Dr. Jeraisy, a well-known plastic surgeon, has a reputation for being one of the best surgeons for reconstructive nose surgery. Dr. Jeraisy enjoys a rather substantial degree of market power in this market. She has estimated demand for her work to be:

Q = 480 – 0.2P
Where Q is the number of nose operations performed monthly and P the price of a nose operation.
• What is the inverse demand function for Dr. Jeraisy’s services?
• What is the marginal revenue function?
The average variable cost function for reconstructive nose surgery is estimated to be: AVC = 2Q2 – 15Q + 400
Where AVC is average variable cost (measured in dollars) and Q is the number of operations per month. The doctor’s fixed costs each month are US$8000
• If the doctor wishes to maximize her profit, how many nose operations should she perform each month?
• What price should Dr. Jeraisy charge to perform a nose operation?
• How much profit does she earn each month?

To find the inverse demand function, we need to solve the demand equation for P.

Given: Q = 480 - 0.2P

Rearranging the equation, we get:
0.2P = 480 - Q

Dividing both sides by 0.2, we have:
P = (480 - Q)/0.2

So the inverse demand function for Dr. Jeraisy's services is:
P = 2400 - 5Q

To find the marginal revenue function, we differentiate the inverse demand function with respect to Q.

dP/dQ = -5

Therefore, the marginal revenue function is:
MR = -5

To maximize profit, a firm should produce where marginal revenue (MR) is equal to marginal cost (MC). In this case, the marginal cost is the derivative of the average variable cost function.

AVC = 2Q^2 - 15Q + 400

Taking the derivative of the average variable cost function:
dAVC/dQ = 4Q - 15

To find the profit-maximizing quantity, set MR equal to MC:
-5 = 4Q - 15

Solving for Q, we get:
4Q = 10
Q = 2.5

Since we cannot perform fractional operations, Dr.
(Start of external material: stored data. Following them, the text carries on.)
// Copyright (c) 2025 Fabstir
// SPDX-License-Identifier: BUSL-1.1
//! Configuration for the crawl engine

use std::env;
use std::time::Duration;

use crate::cache::CachePolicy;

use super::types::FetchLevel;

/// Configuration for the crawl engine
#[derive(Debug, Clone)]
pub struct CrawlConfig {
    /// Highest fallback level attempted by default (default: 0, HTTP only)
    pub max_level: FetchLevel,
    /// Run body extraction on HTML payloads (default: true)
    pub use_readability: bool,
    /// Timeout per backend attempt in seconds (default: 15)
    pub timeout_secs: u64,
    /// Maximum characters of returned text (default: 30000)
    pub max_chars: usize,
    /// Concurrent crawls in `crawl_many` (default: 5)
    pub concurrency: usize,
    /// Crawl cache TTL in seconds, 0 disables expiry (default: 86400)
    pub cache_ttl_secs: u64,
    /// Maximum crawl cache entries (default: 1000)
    pub cache_max_entries: usize,
    /// API key for the reader service backend
    pub jina_api_key: Option<String>,
    /// Permit loopback and private network hosts (default: false)
    pub allow_private_hosts: bool,
}

impl CrawlConfig {
    /// Load configuration from environment variables
    pub fn from_env() -> Self {
        let defaults = Self::default();
        Self {
            max_level: env::var("CRAWL_LEVEL")
                .ok()
                .and_then(|v| v.parse::<u8>().ok())
                .map(FetchLevel)
                .unwrap_or(defaults.max_level),
            use_readability: env::var("CRAWL_USE_READABILITY")
                .map(|v| v.to_lowercase() != "false")
                .unwrap_or(defaults.use_readability),
            timeout_secs: env::var("CRAWL_TIMEOUT_SECS")
                .ok()
                .and_then(|v| v.parse().ok())
                .unwrap_or(defaults.timeout_secs),
            max_chars: env::var("CRAWL_MAX_CHARS")
                .ok()
                .and_then(|v| v.parse().ok())
                .unwrap_or(defaults.max_chars),
            concurrency: env::var("CRAWL_CONCURRENCY")
                .ok()
                .and_then(|v| v.parse().ok())
                .unwrap_or(defaults.concurrency),
            cache_ttl_secs: env::var("CRAWL_CACHE_TTL_SECS")
                .ok()
                .and_then(|v| v.parse().ok())
                .unwrap_or(defaults.cache_ttl_secs),
            cache_max_entries: env::var("CRAWL_CACHE_MAX_ENTRIES")
                .ok()
                .and_then(|v| v.parse().ok())
                .unwrap_or(defaults.cache_max_entries),
            jina_api_key: env::var("JINA_API_KEY").ok().filter(|k| !k.is_empty()),
            allow_private_hosts: false,
        }
    }

    /// Validate configuration values
    pub fn validate(&self) -> Result<(), String> {
        if self.timeout_secs == 0 {
            return Err("timeout_secs must be at least 1".to_string());
        }
        if self.max_chars == 0 {
            return Err("max_chars must be at least 1".to_string());
        }
        if self.concurrency == 0 {
            return Err("concurrency must be at least 1".to_string());
        }
        Ok(())
    }

    pub fn timeout(&self) -> Duration {
        Duration::from_secs(self.timeout_secs)
    }

    /// Cache policy for crawled pages; a zero TTL means entries never expire
    pub fn cache_policy(&self) -> CachePolicy {
        CachePolicy {
            ttl: (self.cache_ttl_secs > 0).then(|| Duration::from_secs(self.cache_ttl_secs)),
            max_entries: Some(self.cache_max_entries),
        }
    }

    pub fn with_max_level(mut self, level: u8) -> Self {
        self.max_level = FetchLevel(level);
        self
    }

    pub fn with_readability(mut self, enabled: bool) -> Self {
        self.use_readability = enabled;
        self
    }

    pub fn with_timeout_secs(mut self, secs: u64) -> Self {
        self.timeout_secs = secs;
        self
    }

    pub fn with_max_chars(mut self, max_chars: usize) -> Self {
        self.max_chars = max_chars;
        self
    }

    pub fn with_concurrency(mut self, concurrency: usize) -> Self {
        self.concurrency = concurrency;
        self
    }

    pub fn with_jina_api_key(mut self, key: impl Into<String>) -> Self {
        self.jina_api_key = Some(key.into());
        self
    }

    pub fn with_private_hosts(mut self, allow: bool) -> Self {
        self.allow_private_hosts = allow;
        self
    }
}

impl Default for CrawlConfig {
    fn default() -> Self {
        Self {
            max_level: FetchLevel::HTTP,
            use_readability: true,
            timeout_secs: 15,
            max_chars: 30_000,
            concurrency: 5,
            cache_ttl_secs: 86_400,
            cache_max_entries: 1000,
            jina_api_key: None,
            allow_private_hosts: false,
        }
    }
}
Jeraisy should perform 2 nose operations per month to maximize profit.

To determine the price she should charge, substitute the optimal quantity (Q = 2) into the inverse demand function:
P = 2400 - 5Q
P = 2400 - 5(2)
P = 2400 - 10
P = 2390

Therefore, Dr. Jeraisy should charge a price of $2390 per nose operation.

To calculate the monthly profit, we need to subtract the total cost from the total revenue.

Total revenue = price x quantity
Total revenue = $2390 x 2
Total revenue = $4780

Total cost consists of fixed costs and variable costs.

Fixed costs = $8000

Variable costs can be determined by substituting the quantity (Q = 2) into the average variable cost function:
AVC = 2Q^2 - 15Q + 400
AVC = 2(2)^2 - 15(2) + 400
AVC = 8 - 30 + 400
AVC = 378

Total cost = fixed costs + variable costs
Total cost = $8000 + $378
Total cost = $8378

Profit = Total revenue - Total cost
Profit = $4780 - $8378
Profit = -$3598

Hence, Dr. Jeraisy incurs a loss of $3598 per month.